Today I am thinking of family, of love and of loss.
I’ve shared this story before, and I guess I will keep sharing it – remembering is all we have left of those we love. And today is chock full of remembering.
Our grief is about love; a woeful love song, a heartrending lament.
Nieces and nephews
When I was a young woman, I could not bear children. Infertility had struck, wounded me. It left me gasping for breath and seared my soul with deep longing. My sister and two brothers had children, and I adored them, still do. They became my surrogate children.
I fed all that ravenous yearning with loving these nephews and nieces of mine. We talked, played, hugged, shared movies, popcorn and candy. They were dreams come true. The little girl who grew up loving babies, loved these babies, these precious gifts. I found so much joy in time spent with them.
When my niece Elisabeth died, she was only 5 years old. It was sudden, no warning. It was catastrophic, blindingly painful. I remember the day as if it were yesterday. It was a gorgeous day, brilliant blue skies, sunshine and golden. It was a lie; the day was black, suffocating, surreal.
I remember the tears streaming down my Dad’s face as he tried but failed to eat the soup we were having at my parent’s apartment that afternoon. I remember sitting in my brother’s living room later when the funeral home came for a dress to bury her in.
I remember my feeling of horror. How could they put that precious wee girl in a cold grave? I couldn’t stand it. I panicked and wept and wept. It wasn’t right, this ending. Too soon. Too soon. Too soon to lose this tiny sprite, this little girl with soft brown hair and big blue eyes hidden behind glasses. I miss the tea parties and the hugs. I miss her.
Years pass and then the fall before my mother died we get a call from my other brother. His daughter, Seana, has cancer. It turns out to be Ovarian Cancer, one of the most fatal of all female cancers.
Seana was in her late 20s and she died when she was 31.
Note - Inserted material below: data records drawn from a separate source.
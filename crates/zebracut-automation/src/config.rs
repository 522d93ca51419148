//! Run configuration for the dissection automation.
//!
//! Defaults reproduce the calibrated instrument: a 6 x 6 embryo array on
//! a 2 mm pitch, a fine stage in nanometres and a grid stage in
//! millimetres. Every struct uses `#[serde(default)]` so a partial JSON
//! document only overrides what it names.

use std::time::Duration;

use serde::{Deserialize, Serialize};
use zebracut_vision::TunableParameters;

use crate::limits::{AxisLimits, MoveProfile};
use crate::sequencer::{Recipe, RecipeStep};

/// Serde support for `std::time::Duration` as fractional seconds.
mod duration_serde {
    use std::time::Duration;

    use serde::{Deserialize, Deserializer, Serialize, Serializer};

    pub fn serialize<S: Serializer>(duration: &Duration, serializer: S) -> Result<S::Ok, S::Error> {
        duration.as_secs_f64().serialize(serializer)
    }

    pub fn deserialize<'de, D: Deserializer<'de>>(deserializer: D) -> Result<Duration, D::Error> {
        let secs = f64::deserialize(deserializer)?;
        Duration::try_from_secs_f64(secs).map_err(|_| {
            serde::de::Error::custom(
                "duration seconds must be finite, non-negative, and representable as a Duration",
            )
        })
    }
}

/// The coarse stage that carries the embryo array from cell to cell.
#[derive(Debug, Clone, PartialEq, Serialize, Deserialize)]
#[serde(default)]
pub struct GridConfig {
    /// Specimens per row (along L1).
    pub n1: usize,
    /// Rows (along L2).
    pub n2: usize,
    /// Pitch along L1, mm.
    pub step_l1: f64,
    /// Pitch along L2, mm.
    pub step_l2: f64,
    /// Travel speed, mm/s.
    pub speed: f64,
    /// Settle wait multiplier.
    pub settle_multiplier: f64,
    /// Pause with the camera stopped at the end of every row.
    #[serde(with = "duration_serde")]
    pub development_wait: Duration,
    /// Safe range for both grid axes.
    pub limits: AxisLimits,
}

impl Default for GridConfig {
    fn default() -> Self {
        Self {
            n1: 6,
            n2: 6,
            step_l1: 2.0,
            step_l2: 2.0,
            speed: 0.8,
            settle_multiplier: 0.2,
            development_wait: Duration::ZERO,
            limits: AxisLimits {
                min_position: 0.1,
                max_position: 99.9,
                min_speed: 0.0,
                max_speed: 20.0,
            },
        }
    }
}

impl GridConfig {
    /// Speed and settle margin for grid moves.
    #[must_use]
    pub const fn profile(&self) -> MoveProfile {
        MoveProfile {
            speed: self.speed,
            settle_multiplier: self.settle_multiplier,
        }
    }
}

/// The fine x/y/z stage that positions the specimen under the scissor.
#[derive(Debug, Clone, PartialEq, Serialize, Deserialize)]
#[serde(default)]
pub struct StageConfig {
    /// Speed for positioning and cutting moves, nm/s.
    pub speed: f64,
    /// Settle wait multiplier.
    pub settle_multiplier: f64,
    /// Axis units per millimetre (nanometres).
    pub units_per_mm: f64,
    /// Safe range for x, y and z.
    pub limits: AxisLimits,
}

impl Default for StageConfig {
    fn default() -> Self {
        Self {
            speed: 800_000.0,
            settle_multiplier: 1.5,
            units_per_mm: 1_000_000.0,
            limits: AxisLimits {
                min_position: 100_000.0,
                max_position: 39_900_000.0,
                min_speed: 500_000.0,
                max_speed: 20_000_000.0,
            },
        }
    }
}

impl StageConfig {
    /// Speed and settle margin for fine-stage moves.
    #[must_use]
    pub const fn profile(&self) -> MoveProfile {
        MoveProfile {
            speed: self.speed,
            settle_multiplier: self.settle_multiplier,
        }
    }
}

/// The cutting recipe as the operator enters it.
#[derive(Debug, Clone, PartialEq, Serialize, Deserialize)]
#[serde(default)]
pub struct RecipeConfig {
    /// Vertical step per cut, micrometres.
    pub delta_z_um: Vec<f64>,
    /// Lateral step per cut, micrometres.
    pub delta_y_um: Vec<f64>,
    /// Close and reopen the scissor once more after restoring.
    pub release_debris: bool,
}

impl Default for RecipeConfig {
    fn default() -> Self {
        Self {
            delta_z_um: vec![420.0, 50.0],
            delta_y_um: vec![0.0, 120.0],
            release_debris: false,
        }
    }
}

/// Scissor actuator stroke.
#[derive(Debug, Clone, PartialEq, Eq, Serialize, Deserialize)]
#[serde(default)]
pub struct ActuatorConfig {
    /// Steps per unit stroke.
    pub steps: i64,
    /// Unit strokes per close (or open).
    pub repeats: i64,
    /// Smallest accepted `steps`.
    pub min_steps: i64,
    /// Largest accepted `steps`.
    pub max_steps: i64,
}

impl Default for ActuatorConfig {
    fn default() -> Self {
        Self {
            steps: 100,
            repeats: 3,
            min_steps: 10,
            max_steps: 1000,
        }
    }
}

impl ActuatorConfig {
    /// Total steps for one close (applied negative) or open.
    #[must_use]
    pub const fn increments(&self) -> i64 {
        self.steps * self.repeats
    }
}

/// Which frames are handed to the snapshot sink.
#[derive(Debug, Clone, Copy, PartialEq, Eq, Serialize, Deserialize)]
#[serde(default)]
pub struct SnapshotConfig {
    /// Save the frame each specimen was located in.
    pub located: bool,
    /// Save a frame after each specimen is finished.
    pub done: bool,
}

impl Default for SnapshotConfig {
    fn default() -> Self {
        Self {
            located: false,
            done: true,
        }
    }
}

/// Everything an automation run needs besides the locator parameters.
#[derive(Debug, Clone, Default, PartialEq, Serialize, Deserialize)]
#[serde(default)]
pub struct AutomationConfig {
    /// Grid stage and traversal.
    pub grid: GridConfig,
    /// Fine stage.
    pub stage: StageConfig,
    /// Cutting recipe.
    pub recipe: RecipeConfig,
    /// Scissor actuator.
    pub actuator: ActuatorConfig,
    /// Snapshot selection.
    pub snapshots: SnapshotConfig,
}

/// A configuration that cannot be run.
#[derive(Debug, Clone, PartialEq, thiserror::Error)]
pub enum ConfigError {
    /// The grid has no cells.
    #[error("grid must have at least one cell, got {n1} x {n2}")]
    EmptyGrid {
        /// Specimens per row.
        n1: usize,
        /// Rows.
        n2: usize,
    },

    /// A speed is zero, negative or not finite.
    #[error("{name} speed must be positive, got {value}")]
    NonPositiveSpeed {
        /// Which speed.
        name: &'static str,
        /// Offending value.
        value: f64,
    },

    /// A numeric setting is not finite.
    #[error("{name} must be finite, got {value}")]
    NotFinite {
        /// Which setting.
        name: &'static str,
        /// Offending value.
        value: f64,
    },

    /// The recipe's z and y lists differ in length.
    #[error("recipe has {z} z steps but {y} y steps")]
    RecipeLengthMismatch {
        /// Number of z steps.
        z: usize,
        /// Number of y steps.
        y: usize,
    },

    /// The actuator stroke is outside the driver's accepted range.
    #[error("actuator steps {steps} outside [{min}, {max}]")]
    ActuatorSteps {
        /// Requested steps.
        steps: i64,
        /// Lower bound.
        min: i64,
        /// Upper bound.
        max: i64,
    },

    /// Stroke repeat count is zero or negative.
    #[error("actuator repeats must be positive, got {0}")]
    ActuatorRepeats(i64),
}

fn positive(name: &'static str, value: f64) -> Result<(), ConfigError> {
    if value.is_finite() && value > 0.0 {
        Ok(())
    } else {
        Err(ConfigError::NonPositiveSpeed { name, value })
    }
}

fn finite(name: &'static str, value: f64) -> Result<(), ConfigError> {
    if value.is_finite() {
        Ok(())
    } else {
        Err(ConfigError::NotFinite { name, value })
    }
}

impl AutomationConfig {
    /// Check the configuration before a run starts.
    ///
    /// # Errors
    ///
    /// Returns the first [`ConfigError`] found.
    pub fn validate(&self) -> Result<(), ConfigError> {
        if self.grid.n1 == 0 || self.grid.n2 == 0 {
            return Err(ConfigError::EmptyGrid {
                n1: self.grid.n1,
                n2: self.grid.n2,
            });
        }
        positive("grid", self.grid.speed)?;
        positive("stage", self.stage.speed)?;
        finite("grid step_l1", self.grid.step_l1)?;
        finite("grid step_l2", self.grid.step_l2)?;
        finite("grid settle_multiplier", self.grid.settle_multiplier)?;
        finite("stage settle_multiplier", self.stage.settle_multiplier)?;
        finite("stage units_per_mm", self.stage.units_per_mm)?;

        let (z, y) = (self.recipe.delta_z_um.len(), self.recipe.delta_y_um.len());
        if z != y {
            return Err(ConfigError::RecipeLengthMismatch { z, y });
        }
        for &d in self.recipe.delta_z_um.iter().chain(&self.recipe.delta_y_um) {
            finite("recipe step", d)?;
        }

        let a = &self.actuator;
        if !(a.min_steps..=a.max_steps).contains(&a.steps) {
            return Err(ConfigError::ActuatorSteps {
                steps: a.steps,
                min: a.min_steps,
                max: a.max_steps,
            });
        }
        if a.repeats <= 0 {
            return Err(ConfigError::ActuatorRepeats(a.repeats));
        }
        Ok(())
    }

    /// Recipe converted from micrometres to fine-stage units.
    #[must_use]
    pub fn recipe(&self) -> Recipe {
        let per_um = self.stage.units_per_mm / 1000.0;
        Recipe {
            steps: self
                .recipe
                .delta_z_um
                .iter()
                .zip(&self.recipe.delta_y_um)
                .map(|(&dz, &dy)| RecipeStep {
                    dz: dz * per_um,
                    dy: dy * per_um,
                })
                .collect(),
            release_debris: self.recipe.release_debris,
        }
    }

    /// Fine-stage units per image pixel.
    #[must_use]
    pub fn pixel_scale(&self, params: &TunableParameters) -> f64 {
        params.mm_per_pixel * self.stage.units_per_mm
    }
}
Bleak and ravaged, we absorb this death too, this tragedy. Disconsolate, we to try make sense of another untimely loss. The world drenched in sorrow. What desolation there is in grief, and we are forever altered.
Seana was a lover of life, a risk taker, a fighter through and through. She was courageous and beautiful. Eight years ago this day, this very day – gone. I miss her smile, her brown michievious eyes. I miss her.
I remember sharing with my cousin how guilty I felt for suffering so much over the loss of my nieces. I remember her telling me; “they were yours too.” They belong to all of you who love them. I was so thankful for her consolation.
Grief is like the waves in the ocean, it comes and sweeps you off of your feet, almost drowns you. Other days you can walk, even play in the waves. Loving someone makes us alive, it makes us want to sing. Grieving the loss of those I love is the cadence to this song, this melancholy melody, this sighing, this sorrow.
I will not tie this up with a pretty bow, even though I believe in heaven.
They are gone, and we are here, and every day is a new lesson in living. Every day we exist in the tension between carrying on and curling up. Yes, we find joy and purpose again. And yet, the missing doesn’t go away.
Every day we miss those we have lost.